Premature babies sleep considerably more than full-term infants, which is normal and necessary for their rapid development. This extensive rest serves a biological purpose, supporting their growth. Understanding these patterns helps parents recognize what to expect as their baby matures.
Typical Sleep Patterns of a Premature Baby
Premature babies sleep for extended periods, from 16 to 22 hours per day. Their sleep cycles are shorter than full-term infants, lasting 20 to 50 minutes. These cycles include active and quiet sleep, with preemies spending more time in active sleep. During active sleep, a baby may exhibit movements, groan, open their eyes, or have irregular breathing.
Quiet sleep is characterized by a still posture and even breathing. Premature babies wake frequently for essential feedings. Their neurological immaturity contributes to these irregular patterns. These fragmented sleep periods are a temporary phase as they mature.
The Role of Sleep in Preemie Development
Extensive sleep in premature babies is an active process that supports their development. This deep and frequent sleep aids rapid brain development, forming new neural connections and maturing white matter. Active sleep, in particular, is linked to better white matter development, which processes information and connects brain regions. Sleep also plays a role in neuronal detoxification and body temperature regulation.
Sleep periods conserve a premature baby’s energy, directing calories towards physical growth and weight gain. This is important for preemies needing to catch up on growth that would have occurred in the womb. Sleep enables the continuation of developmental processes interrupted by early birth, mimicking in-utero development. This constant state of development underscores why uninterrupted sleep is beneficial for them.
Sleep Progression and Adjusted Age
As a premature baby grows, their sleep patterns will gradually change and become more organized. To track developmental milestones, including sleep, healthcare providers use “adjusted age” instead of chronological age. Adjusted age is calculated by subtracting the number of weeks a baby was born early from their actual age since birth. For example, a baby born 10 weeks early who is now 6 months old chronologically would have an adjusted age of approximately 3.5 months.
Using adjusted age helps set realistic expectations for when a premature baby might achieve various milestones, including developing more consolidated sleep cycles. As they mature toward their original due date and beyond, their sleep cycles will lengthen, and they will begin to experience longer periods of wakefulness during the day.

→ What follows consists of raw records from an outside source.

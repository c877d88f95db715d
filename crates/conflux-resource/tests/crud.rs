//! CRUD composition behavior over the public API.

use std::time::Duration;

use conflux_process::{JobError, ProcessConfig};
use conflux_resource::CrudResource;
use tokio::time::sleep;

fn ms(n: u64) -> Duration {
  Duration::from_millis(n)
}

fn crud() -> CrudResource<u32, u32, u32> {
  CrudResource::new(ProcessConfig::default(), |arg: u32| async move { Ok(arg) })
}

#[tokio::test]
async fn is_processing_tracks_any_busy_part() {
  let crud = crud();
  let mut processing = crud.is_processing();
  assert!(!*processing.borrow());

  let mutation = crud.update(|| async {
    sleep(ms(60)).await;
    Ok(3)
  });

  processing.wait_for(|busy| *busy).await.unwrap();
  mutation.wait().await.unwrap();
  processing.wait_for(|busy| !busy).await.unwrap();
}

#[tokio::test]
async fn processing_error_reports_any_failing_part() {
  let crud = crud();
  let mut error = crud.processing_error();
  assert!(error.borrow().is_none());

  let failing = crud.delete(|| async { Err(JobError::msg("denied")) });
  assert!(failing.wait().await.is_err());

  error.wait_for(|err| err.is_some()).await.unwrap();
  assert_eq!(
    error.borrow().as_ref().unwrap().to_string(),
    "job failed: denied"
  );
}

#[tokio::test]
async fn mutations_and_loads_share_one_processing_signal() {
  let crud = crud();
  let mut processing = crud.is_processing();

  crud.load(7).wait().await.unwrap();
  let mut data = crud.data();
  data.wait_for(|value| *value == Some(7)).await.unwrap();

  let create = crud.create(|| async {
    sleep(ms(40)).await;
    Ok(1)
  });
  let delete = crud.delete(|| async {
    sleep(ms(60)).await;
    Ok(2)
  });

  processing.wait_for(|busy| *busy).await.unwrap();
  create.wait().await.unwrap();
  delete.wait().await.unwrap();
  processing.wait_for(|busy| !busy).await.unwrap();
}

While full-term babies might start sleeping through the night (defined as 6-8 consecutive hours) around 4 months, a premature baby may not reach this milestone until 6 to 8 months adjusted age, or even later.
Differentiating Normal Sleepiness from Health Concerns
While premature babies sleep a lot, it is important to distinguish between normal, deep sleep and signs of potential health concerns. Normal preemie sleep allows for periods of alertness, where the baby responds to sounds and sights, and feeds well. In contrast, true lethargy indicates a change in the baby’s typical energy level or consciousness; a lethargic baby may appear drowsy, have low or no energy, and be difficult to rouse.
Parents should contact a doctor if they observe warning signs. These include difficulty waking the baby for feedings, a decrease in alertness, or poor feeding habits. Other concerning signs are changes in breathing patterns, such as rapid, slow, or noisy breathing, or pauses in breathing. A fever, a limp or floppy appearance, or persistent irritability that is difficult to soothe also warrant immediate medical attention.